Ablative irradiation or sub-ablative before using self-etch system could increase the shear bond strength of resin to enamel.39 Nevertheless, ablative irradiation or sub-ablative on dentine before using a self-etch system could not increase the shear bond strength of resin to dentine.39 In this review, studies showed that additional etching after laser irradiation on dental hard tissues is necessary. Table 4 summarizes studies of resin bond strength to enamel and dentine with irradiation of a 9,300 nm carbon dioxide laser.

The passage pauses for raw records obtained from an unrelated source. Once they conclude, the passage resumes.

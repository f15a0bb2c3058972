//! Export service: render a report and write it to disk.

use std::path::{Path, PathBuf};

use crate::adapters::ReportError;
use crate::domain::Assessment;
use crate::ports::ReportRenderer;
use crate::{Result, VitalscopeError};

/// Service that renders assessments through a [`ReportRenderer`] and writes
/// the result into the export directory.
pub struct ExportService<R>
where
    R: ReportRenderer,
{
    renderer: R,
    export_dir: PathBuf,
}

impl<R> ExportService<R>
where
    R: ReportRenderer,
    R::Error: Into<ReportError>,
{
    /// Create a new export service writing into `export_dir`.
    pub fn new(renderer: R, export_dir: impl Into<PathBuf>) -> Self {
        Self {
            renderer,
            export_dir: export_dir.into(),
        }
    }

    /// The directory reports are written into.
    #[must_use]
    pub fn export_dir(&self) -> &Path {
        &self.export_dir
    }

    /// Render the assessment and write it as a timestamped PDF file.
    ///
    /// The export directory is created on demand. The write itself is a
    /// single synchronous call.
    ///
    /// # Errors
    /// Returns error if rendering fails or the file cannot be written.
    pub fn export(&self, assessment: &Assessment) -> Result<PathBuf> {
        let bytes = self
            .renderer
            .render(assessment)
            .map_err(|e| VitalscopeError::Report(e.into()))?;

        std::fs::create_dir_all(&self.export_dir)?;

        let stamp = chrono::Local::now().format("%Y%m%d-%H%M%S");
        let path = self.export_dir.join(format!("vitalscope-report-{stamp}.pdf"));
        std::fs::write(&path, &bytes)?;

        tracing::info!(path = %path.display(), bytes = bytes.len(), "Report exported");

        Ok(path)
    }
}

#[cfg(test)]
mod tests {
    use super::*;
    use crate::adapters::PdfRenderer;
    use crate::application::EvaluationService;
    use crate::domain::PatientVitals;

    #[test]
    fn test_export_writes_pdf_file() {
        let dir = tempfile::tempdir().expect("Should create temp dir");
        let service = ExportService::new(PdfRenderer::new("Test Author"), dir.path());

        let assessment = EvaluationService::new()
            .assess(PatientVitals::default())
            .expect("Should assess");

        let path = service.export(&assessment).expect("Should export");
        assert!(path.exists());
        assert_eq!(path.extension().and_then(|e| e.to_str()), Some("pdf"));

        let bytes = std::fs::read(&path).expect("Should read back");
        assert!(bytes.starts_with(b"%PDF"));
    }

    #[test]
    fn test_export_creates_missing_directory() {
        let dir = tempfile::tempdir().expect("Should create temp dir");
        let nested = dir.path().join("reports").join("out");
        let service = ExportService::new(PdfRenderer::new("Test Author"), &nested);

        let assessment = EvaluationService::new()
            .assess(PatientVitals::default())
            .expect("Should assess");

        service.export(&assessment).expect("Should export");
        assert!(nested.is_dir());
    }
}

Table 4 Studies of Resin Bond Strength to Enamel and Dentine with Irradiation of 9,300 nm Carbon Dioxide Laser

Clinical Use of 9,300 nm Carbon Dioxide Laser

At present, a 10,600 nm carbon dioxide laser is the most common carbon dioxide laser device on the market. However, its excessive heat accumulation and less efficiency in operation limits its application in clinical treatment. A carbon dioxide laser at 9,300 nm matches well the absorption characteristics of dental hard tissues. Therefore, it can localize heat deposition to the surface and reduce the risks of thermal damage to the pulp. A study reported that both dentists and patients were satisfied with 9,300 nm carbon dioxide laser treatment. More importantly, the laser could be used safely, effectively, quickly, and comfortably for caries removal and cavity preparation.15 Current evidence suggests that a 9,300 nm carbon dioxide laser can successfully inhibit enamel demineralization. Moreover, laser irradiation enhances the bond strength of resin to enamel. Most of the studies support that the combined use of laser irradiation and topical fluoride has a synergistic effect on caries prevention.

A study found that a 10,600 nm carbon dioxide laser inhibited biofilm growth and reduced bacteria viability.4 No study was found using a 9,300 nm carbon dioxide laser, which is worth investigating in future studies. In addition, few studies are related to its effect on preventing or arresting dentine caries (root caries). It is still not known whether a 9,300 nm carbon dioxide laser can effectively remineralize dental caries as a 10,600 nm carbon dioxide laser does,41 so further related studies are warranted. The 9,300 nm carbon dioxide laser is a promising treatment for caries control. Because there are a limited number of studies in the literature, further research is essential to develop a clinical protocol for the laser’s use in dentistry. Currently, there is one commercially available 9,300 nm carbon dioxide laser (Solea, Convergent Dental, Inc., Needham, MA, USA) cleared by the US Food and Drug Administration. This computer-controlled 9,300 nm carbon dioxide laser generates a galvanometer-guided laser beam. The foot pedal allows speed control to provide laser irradiation with precision and control. It allows adjustment of irradiation parameters including the pulse energies, repetition rates, and spot diameters for fine cutting of enamel. The pulse duration is specifically designed to match the thermal relaxation time of enamel and dentine to prevent damage to the dental pulp. The safety of its use can be further enhanced with the use of water to cool the lased dental hard tissue.


A carbon dioxide laser at 9,300 nm matches the absorption characteristics of hydroxyapatite. The laser energy can be effectively transferred to enamel and dentine. It converts the carbonated hydroxyapatite to the purer hydroxyapatite of enamel and dentine. Because 9,300 nm laser carbon dioxide has a shallow depth of heat absorption in enamel and dentine, it reduces the risk of thermo-damage to the dentine–pulp complex. The laser fosters the effect of fluoride on caries prevention. It enhances bonding of resin to enamel. It can also be used at high power to ablate caries for restorative treatment.


The authors declare no conflicts of interest for this work.